All lines holding the word "silence" are to be copied from the records beneath.

---+---

use crate::input::{parse_line, InputAction, HELP};
use log::{debug, error, info, warn};
use shared::{text, ClientCommand, ParticipantId, ServerEvent, Slot};
use std::net::SocketAddr;
use std::time::Duration;
use tokio::io::{AsyncBufReadExt, BufReader};
use tokio::net::UdpSocket;
use tokio::time::interval;

const MAX_DATAGRAM: usize = 2048;

/// Where the client stands with the server, as far as it has been told.
#[derive(Debug, Clone, PartialEq, Eq)]
pub struct Session {
    pub participant_id: ParticipantId,
    pub card_id: String,
    pub slot: Slot,
    pub health: u32,
}

pub struct Client {
    socket: UdpSocket,
    server_addr: SocketAddr,
    session: Option<Session>,
}

impl Client {
    pub async fn new(server_addr: &str) -> Result<Self, Box<dyn std::error::Error>> {
        let socket = UdpSocket::bind("0.0.0.0:0").await?;
        let server_addr = server_addr.parse()?;

        Ok(Client {
            socket,
            server_addr,
            session: None,
        })
    }

    pub fn local_addr(&self) -> std::io::Result<SocketAddr> {
        self.socket.local_addr()
    }

    pub fn session(&self) -> Option<&Session> {
        self.session.as_ref()
    }

    pub fn is_connected(&self) -> bool {
        self.session.is_some()
    }

    pub async fn send_command(&self, command: &ClientCommand) -> std::io::Result<()> {
        let data = text::encode_command(command);
        debug!("-> {}", data);
        self.socket.send_to(data.as_bytes(), self.server_addr).await?;
        Ok(())
    }

    /// Waits for the next event from the server, skipping anything unparsable.
    pub async fn recv_event(&self) -> std::io::Result<ServerEvent> {
        let mut buffer = [0u8; MAX_DATAGRAM];
        loop {
            let (len, from) = self.socket.recv_from(&mut buffer).await?;
            if from != self.server_addr {
                debug!("Ignoring datagram from {}", from);
                continue;
            }
            match std::str::from_utf8(&buffer[..len])
                .ok()
                .map(text::decode_event)
            {
                Some(Ok(event)) => return Ok(event),
                Some(Err(e)) => warn!("Unparsable message from server: {}", e),
                None => warn!("Non UTF-8 datagram from server"),
            }
        }
    }

    /// Updates the local session from an event and returns a line to show.
    pub fn handle_event(&mut self, event: ServerEvent) -> String {
        match event {
            ServerEvent::Connected {
                participant_id,
                card_id,
                slot,
                message,
            } => {
                self.session = Some(Session {
                    participant_id,
                    card_id,
                    slot,
                    health: shared::STARTING_HEALTH,
                });
                message
            }
            ServerEvent::Full { message } => format!("Server full: {}", message),
            ServerEvent::Error { message } => {
                if message.starts_with("Not connected") {
                    self.session = None;
                }
                format!("Error: {}", message)
            }
            ServerEvent::AttackSuccess {
                damage,
                target_card_id,
                target_slot,
                target_health,
                ..
            } => format!(
                "Hit Card {} in Slot {} for {} damage ({} health left)",
                target_card_id, target_slot, damage, target_health
            ),
            ServerEvent::Attacked {
                attacker_card_id,
                attacker_slot,
                damage,
                new_health,
                ..
            } => {
                if let Some(session) = self.session.as_mut() {
                    session.health = new_health;
                }
                format!(
                    "Card {} in Slot {} hit you for {} damage ({} health left)",
                    attacker_card_id, attacker_slot, damage, new_health
                )
            }
            ServerEvent::Victory { message, .. } => format!("VICTORY! {}", message),
            ServerEvent::Defeat { message, .. } => format!("DEFEAT. {}", message),
            ServerEvent::GameState {
                players,
                player_count,
            } => {
                let mut lines = vec![format!("{} player(s) in the duel", player_count)];
                for player in players {
                    if let Some(session) = self.session.as_mut() {
                        if session.participant_id == player.id {
                            session.health = player.health;
                            session.slot = player.slot;
                        }
                    }
                    lines.push(format!(
                        "  Player {} Card {} Slot {} health {}{}",
                        player.id,
                        player.card_id,
                        player.slot,
                        player.health,
                        if player.alive { "" } else { " (defeated)" }
                    ));
                }
                lines.join("\n")
            }
            ServerEvent::SlotInfo { card_id, slot } => {
                format!("Card {} is in Slot {}", card_id, slot)
            }
        }
    }

    /// Runs the interactive loop: stdin commands out, server events in, and a
    /// heartbeat while connected. A card given up front is connected at once.
    pub async fn run(
        &mut self,
        card_id: Option<String>,
        heartbeat: Duration,
    ) -> Result<(), Box<dyn std::error::Error>> {
        if let Some(card_id) = card_id {
            info!("Connecting to {} with Card {}", self.server_addr, card_id);
            self.send_command(&ClientCommand::Connect { card_id }).await?;
        }

        let mut heartbeat_interval = interval(heartbeat);
        let mut lines = BufReader::new(tokio::io::stdin()).lines();

        println!("{}", HELP);

        loop {
            tokio::select! {
                result = self.recv_event() => {
                    match result {
                        Ok(event) => println!("{}", self.handle_event(event)),
                        Err(e) => error!("Error receiving from server: {}", e),
                    }
                },

                _ = heartbeat_interval.tick() => {
                    if self.is_connected() {
                        if let Err(e) = self.send_command(&ClientCommand::Heartbeat).await {
                            error!("Error sending heartbeat: {}", e);
                        }
                    }
                },

                line = lines.next_line() => {
                    let Some(line) = line? else {
                        // stdin closed
                        break;
                    };
                    match parse_line(&line) {
                        Ok(InputAction::Send(command)) => {
                            let leaving = command == ClientCommand::Disconnect;
                            self.send_command(&command).await?;
                            if leaving {
                                self.session = None;
                            }
                        }
                        Ok(InputAction::Help) => println!("{}", HELP),
                        Ok(InputAction::Quit) => break,
                        Ok(InputAction::Nothing) => {}
                        Err(e) => println!("{}", e),
                    }
                },
            }
        }

        if self.is_connected() {
            if let Err(e) = self.send_command(&ClientCommand::Disconnect).await {
                debug!("Failed to send DISCONNECT on exit: {}", e);
            }
        }

        Ok(())
    }
}
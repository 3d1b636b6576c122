use clap::Parser;
use env_logger::Env;
use log::{error, info};
use server::config::{ServerConfig, TransportMode};
use server::context::ServerContext;
use server::liveness::spawn_liveness_monitor;
use server::network::udp::UdpTransport;
use server::network::ws::WsTransport;
use std::sync::Arc;
use std::time::Duration;
use tokio::task::JoinHandle;

/// Command line arguments
#[derive(Parser, Debug)]
#[clap(author, version, about)]
struct Args {
    /// Server IP address to bind to
    #[clap(short = 'H', long, default_value = "127.0.0.1")]
    host: String,
    /// UDP port for the text protocol
    #[clap(short, long, default_value_t = shared::DEFAULT_UDP_PORT)]
    udp_port: u16,
    /// TCP port for the WebSocket JSON protocol
    #[clap(short, long, default_value_t = shared::DEFAULT_WS_PORT)]
    ws_port: u16,
    /// Transports to start
    #[clap(short, long, value_enum, default_value = "both")]
    transport: TransportMode,
    /// Seconds of silence before a UDP participant is evicted
    #[clap(long, default_value = "10")]
    udp_timeout_secs: u64,
    /// Seconds of silence before a WebSocket participant is evicted
    #[clap(long, default_value = "30")]
    ws_timeout_secs: u64,
    /// Seconds between liveness checks
    #[clap(long, default_value = "5")]
    check_interval_secs: u64,
}

impl From<Args> for ServerConfig {
    fn from(args: Args) -> Self {
        Self {
            host: args.host,
            udp_port: args.udp_port,
            ws_port: args.ws_port,
            transport: args.transport,
            udp_timeout: Duration::from_secs(args.udp_timeout_secs),
            ws_timeout: Duration::from_secs(args.ws_timeout_secs),
            check_interval: Duration::from_secs(args.check_interval_secs),
        }
    }
}

/// Parses arguments, binds the enabled transports and runs until Ctrl+C.
#[tokio::main]
async fn main() -> Result<(), Box<dyn std::error::Error>> {
    env_logger::Builder::from_env(Env::default().default_filter_or("info")).init();

    let config = ServerConfig::from(Args::parse());
    config.validate()?;

    let context = Arc::new(ServerContext::new(config.policy()));

    // Bind everything before spawning anything: a port in use is fatal
    let udp = if config.transport.udp_enabled() {
        Some(UdpTransport::bind(&config.udp_addr(), Arc::clone(&context)).await?)
    } else {
        None
    };
    let ws = if config.transport.ws_enabled() {
        Some(WsTransport::bind(&config.ws_addr(), Arc::clone(&context)).await?)
    } else {
        None
    };

    let monitor = spawn_liveness_monitor(Arc::clone(&context));
    let udp_handle = udp.map(|transport| tokio::spawn(transport.run()));
    let ws_handle = ws.map(|transport| tokio::spawn(transport.run()));

    info!(
        "Card duel server running ({:?}), timeouts udp={:?} ws={:?}, check every {:?}",
        config.transport, config.udp_timeout, config.ws_timeout, config.check_interval
    );

    // Handle shutdown gracefully
    tokio::select! {
        result = join_optional(udp_handle) => {
            if let Err(e) = result {
                error!("UDP transport task panicked: {}", e);
            }
        }
        result = join_optional(ws_handle) => {
            if let Err(e) = result {
                error!("WebSocket transport task panicked: {}", e);
            }
        }
        result = monitor => {
            if let Err(e) = result {
                error!("Liveness monitor panicked: {}", e);
            }
        }
        _ = tokio::signal::ctrl_c() => {
            info!("Received Ctrl+C, shutting down gracefully...");
        }
    }

    Ok(())
}

/// Awaits a transport task, or never resolves when the transport is disabled.
async fn join_optional(handle: Option<JoinHandle<()>>) -> Result<(), tokio::task::JoinError> {
    match handle {
        Some(handle) => handle.await,
        None => std::future::pending().await,
    }
}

---+---

- **SOLUTION**:
    /// Seconds of silence before a UDP participant is evicted
    /// Seconds of silence before a WebSocket participant is evicted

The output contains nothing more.